Only the lines from the top of the material through the line containing "ordered by timestamp." should be restated, each one exactly.

_TASK MATERIAL_
----------

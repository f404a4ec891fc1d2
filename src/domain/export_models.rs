// Copyright 2026 Google LLC
//
// Licensed under the Apache License, Version 2.0 (the "License");
// you may not use this file except in compliance with the License.
// You may obtain a copy of the License at
//
//      http://www.apache.org/licenses/LICENSE-2.0
//
// Unless required by applicable law or agreed to in writing, software
// distributed under the License is distributed on an "AS IS" BASIS,
// WITHOUT WARRANTIES OR CONDITIONS OF ANY KIND, either express or implied.
// See the License for the specific language governing permissions and
// limitations under the License.

//! Domain models describing a backup run: how it pages, where it writes,
//! what each step reports, and the final report card.

use chrono::{DateTime, Utc};
use serde::{Deserialize, Serialize};
use std::fmt;
use std::str::FromStr;
use std::sync::atomic::{AtomicU32, Ordering};

use crate::domain::cursor::{Continuation, Cursor, Watermark};
use crate::domain::errors::{BackupError, Result};

/// Pagination strategy for one run.
#[derive(Debug, Clone, Copy, Serialize, Deserialize, PartialEq, Eq)]
#[serde(rename_all = "snake_case")]
pub enum PagingMode {
    /// Follow the store's continuation tokens.
    Token,
    /// Filter on the timestamp watermark, ordered by timestamp.
    Watermark,
    /// Drain the whole table in one activity and append it as one block.
    SingleShot,
}

impl PagingMode {
    /// Destination name suffix identifying the strategy that produced it.
    pub fn suffix(&self) -> &'static str {
        match self {
            PagingMode::Token => "token",
            PagingMode::Watermark => "watermark",
            PagingMode::SingleShot => "full",
        }
    }

    pub fn initial_cursor(&self) -> Cursor {
        match self {
            PagingMode::Token | PagingMode::SingleShot => Cursor::Token(Continuation::Start),
            PagingMode::Watermark => Cursor::Watermark(Watermark::Beginning),
        }
    }
}

impl fmt::Display for PagingMode {
    fn fmt(&self, f: &mut fmt::Formatter<'_>) -> fmt::Result {
        match self {
            PagingMode::Token => write!(f, "TOKEN"),
            PagingMode::Watermark => write!(f, "WATERMARK"),
            PagingMode::SingleShot => write!(f, "SINGLE_SHOT"),
        }
    }
}

impl FromStr for PagingMode {
    type Err = BackupError;

    fn from_str(s: &str) -> Result<Self> {
        match s.to_lowercase().as_str() {
            "token" => Ok(PagingMode::Token),
            "watermark" => Ok(PagingMode::Watermark),
            "single_shot" | "single-shot" | "full" => Ok(PagingMode::SingleShot),
            other => Err(BackupError::ConfigError(format!(
                "Unknown paging mode '{}' (expected token, watermark or single_shot)",
                other
            ))),
        }
    }
}

static RUN_SEQUENCE: AtomicU32 = AtomicU32::new(0);

/// Identifier of one orchestration run.
///
/// Used verbatim as the destination prefix and as the key under which replay
/// history is stored.
#[derive(Debug, Clone, PartialEq, Eq, Hash, Serialize, Deserialize)]
pub struct RunId(String);

impl RunId {
    /// Validates a caller-supplied identifier.
    pub fn parse(id: &str) -> Result<Self> {
        let id = id.trim();
        if id.is_empty() {
            return Err(BackupError::ConfigError("Run id must not be empty".into()));
        }
        if id.contains('/') || id.contains('\\') {
            return Err(BackupError::ConfigError(format!(
                "Run id '{}' must not contain path separators",
                id
            )));
        }
        Ok(Self(id.to_string()))
    }

    /// Derives a fresh identifier from the current time.
    ///
    /// The process id and a per-process sequence number keep runs started in
    /// the same microsecond apart.
    pub fn generate() -> Self {
        let seq = RUN_SEQUENCE.fetch_add(1, Ordering::Relaxed);
        Self(format!(
            "{}-{:x}-{}",
            Utc::now().format("%Y%m%dT%H%M%S%6f"),
            std::process::id(),
            seq
        ))
    }

    pub fn as_str(&self) -> &str {
        &self.0
    }
}

impl fmt::Display for RunId {
    fn fmt(&self, f: &mut fmt::Formatter<'_>) -> fmt::Result {
        f.write_str(&self.0)
    }
}

/// Name of the append-only object a run writes to.
#[derive(Debug, Clone, PartialEq, Eq, Hash, Serialize, Deserialize)]
pub struct BackupDestination(String);

impl BackupDestination {
    /// `{run_id}-{suffix}-{base_name}`.
    pub fn for_run(run_id: &RunId, mode: PagingMode, base_name: &str) -> Self {
        Self(format!("{}-{}-{}", run_id, mode.suffix(), base_name))
    }

    pub fn name(&self) -> &str {
        &self.0
    }
}

impl fmt::Display for BackupDestination {
    fn fmt(&self, f: &mut fmt::Formatter<'_>) -> fmt::Result {
        f.write_str(&self.0)
    }
}

/// Everything a run needs, captured once when the run starts.
///
/// Nothing downstream re-reads configuration or the environment; the same
/// context is handed to every step, so a replayed run sees the same values.
#[derive(Debug, Clone, PartialEq, Serialize, Deserialize)]
pub struct RunContext {
    pub run_id: RunId,
    pub mode: PagingMode,
    pub page_size: usize,
    pub destination: BackupDestination,
    /// Property that carries the row timestamp in watermark mode.
    pub watermark_field: String,
    /// Operational safety cap on executed steps; `None` runs to the end of the table.
    pub max_pages: Option<u64>,
    /// Source label used in error messages.
    pub table: String,
}

/// A request to start one backup, before the run id is fixed.
#[derive(Debug, Clone, PartialEq)]
pub struct BackupRequest {
    /// Caller-supplied id. Reusing the id of an interrupted run resumes it.
    pub run_id: Option<RunId>,
    pub mode: PagingMode,
    pub page_size: usize,
    pub base_name: String,
    pub watermark_field: String,
    pub max_pages: Option<u64>,
}

impl BackupRequest {
    /// Freezes the request into the context every step of the run will see.
    pub fn into_context(self, table: &str) -> Result<RunContext> {
        if self.page_size == 0 {
            return Err(BackupError::ConfigError("page size must be at least 1".into()));
        }
        if self.base_name.is_empty() || self.base_name.contains(['/', '\\']) {
            return Err(BackupError::ConfigError(format!(
                "invalid destination base name '{}'",
                self.base_name
            )));
        }
        let run_id = self.run_id.unwrap_or_else(RunId::generate);
        Ok(RunContext {
            destination: BackupDestination::for_run(&run_id, self.mode, &self.base_name),
            run_id,
            mode: self.mode,
            page_size: self.page_size,
            watermark_field: self.watermark_field,
            max_pages: self.max_pages,
            table: table.to_string(),
        })
    }
}

/// Uniform result of one activity step, for every strategy.
#[derive(Debug, Clone, PartialEq, Eq, Serialize, Deserialize)]
pub struct StepOutcome {
    pub rows_written: u64,
    pub bytes_written: u64,
    pub cursor: Cursor,
}

impl StepOutcome {
    /// A step that wrote nothing and only moved the cursor.
    pub fn empty(cursor: Cursor) -> Self {
        Self {
            rows_written: 0,
            bytes_written: 0,
            cursor,
        }
    }
}

/// Cumulative counters for a run.
#[derive(Debug, Clone, Copy, Default, PartialEq, Eq, Serialize, Deserialize)]
pub struct RunStats {
    /// Activity invocations, including the final empty one.
    pub steps: u64,
    /// Pages that were appended to the destination.
    pub pages: u64,
    pub rows: u64,
    pub bytes: u64,
}

impl RunStats {
    pub fn absorb(&mut self, outcome: &StepOutcome) {
        self.steps += 1;
        if outcome.rows_written > 0 {
            self.pages += 1;
        }
        self.rows += outcome.rows_written;
        self.bytes += outcome.bytes_written;
    }
}

/// Final state of a run as shown to operators.
#[derive(Debug, Clone, Copy, Serialize, Deserialize, PartialEq, Eq)]
#[serde(rename_all = "SCREAMING_SNAKE_CASE")]
pub enum RunStatus {
    Completed,
    /// Stopped by the operational page cap before the table was exhausted.
    Capped,
    Failed,
}

/// `RunReport` is the "Report Card" for one run.
#[derive(Debug, Clone, PartialEq, Serialize, Deserialize)]
pub struct RunReport {
    pub run_id: String,
    pub destination: String,
    pub mode: PagingMode,
    pub steps: u64,
    pub pages: u64,
    pub rows: u64,
    pub bytes: u64,
    pub final_cursor: Option<Cursor>,
    pub status: RunStatus,
    pub error: Option<String>,
    pub duration: f64,
    pub started_at: DateTime<Utc>,
}

impl RunReport {
    pub fn finished(
        ctx: &RunContext,
        stats: RunStats,
        cursor: Cursor,
        started_at: DateTime<Utc>,
        duration: f64,
    ) -> Self {
        let status = if cursor.is_terminal() {
            RunStatus::Completed
        } else {
            RunStatus::Capped
        };
        Self {
            run_id: ctx.run_id.to_string(),
            destination: ctx.destination.to_string(),
            mode: ctx.mode,
            steps: stats.steps,
            pages: stats.pages,
            rows: stats.rows,
            bytes: stats.bytes,
            final_cursor: Some(cursor),
            status,
            error: None,
            duration,
            started_at,
        }
    }

    /// A request that never became a run (invalid before a destination existed).
    pub fn rejected(mode: PagingMode, started_at: DateTime<Utc>, error: String) -> Self {
        Self {
            run_id: String::new(),
            destination: String::new(),
            mode,
            steps: 0,
            pages: 0,
            rows: 0,
            bytes: 0,
            final_cursor: None,
            status: RunStatus::Failed,
            error: Some(error),
            duration: 0.0,
            started_at,
        }
    }

    /// Report of a run that stopped on `error`.
    ///
    /// When the run got as far as paging, the report keeps what was appended
    /// and the cursor after the last completed page.
    pub fn failure(
        ctx: &RunContext,
        error: &BackupError,
        started_at: DateTime<Utc>,
        duration: f64,
    ) -> Self {
        let (stats, final_cursor) = match error {
            BackupError::RunAborted { stats, cursor, .. } => (*stats, Some(cursor.clone())),
            _ => (RunStats::default(), None),
        };
        Self {
            run_id: ctx.run_id.to_string(),
            destination: ctx.destination.to_string(),
            mode: ctx.mode,
            steps: stats.steps,
            pages: stats.pages,
            rows: stats.rows,
            bytes: stats.bytes,
            final_cursor,
            status: RunStatus::Failed,
            error: Some(error.to_string()),
            duration,
            started_at,
        }
    }
}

----------

_WRITTEN RESPONSE_
repository f404a4ec891fc1d2
filename src/domain/export_models.rs
// Copyright 2026 Google LLC
//
// Licensed under the Apache License, Version 2.0 (the "License");
// you may not use this file except in compliance with the License.
// You may obtain a copy of the License at
//
//      http://www.apache.org/licenses/LICENSE-2.0
//
// Unless required by applicable law or agreed to in writing, software
// distributed under the License is distributed on an "AS IS" BASIS,
// WITHOUT WARRANTIES OR CONDITIONS OF ANY KIND, either express or implied.
// See the License for the specific language governing permissions and
// limitations under the License.

//! Domain models describing a backup run: how it pages, where it writes,
//! what each step reports, and the final report card.

use chrono::{DateTime, Utc};
use serde::{Deserialize, Serialize};
use std::fmt;
use std::str::FromStr;
use std::sync::atomic::{AtomicU32, Ordering};

use crate::domain::cursor::{Continuation, Cursor, Watermark};
use crate::domain::errors::{BackupError, Result};

/// Pagination strategy for one run.
#[derive(Debug, Clone, Copy, Serialize, Deserialize, PartialEq, Eq)]
#[serde(rename_all = "snake_case")]
pub enum PagingMode {
    /// Follow the store's continuation tokens.
    Token,
    /// Filter on the timestamp watermark, ordered by timestamp.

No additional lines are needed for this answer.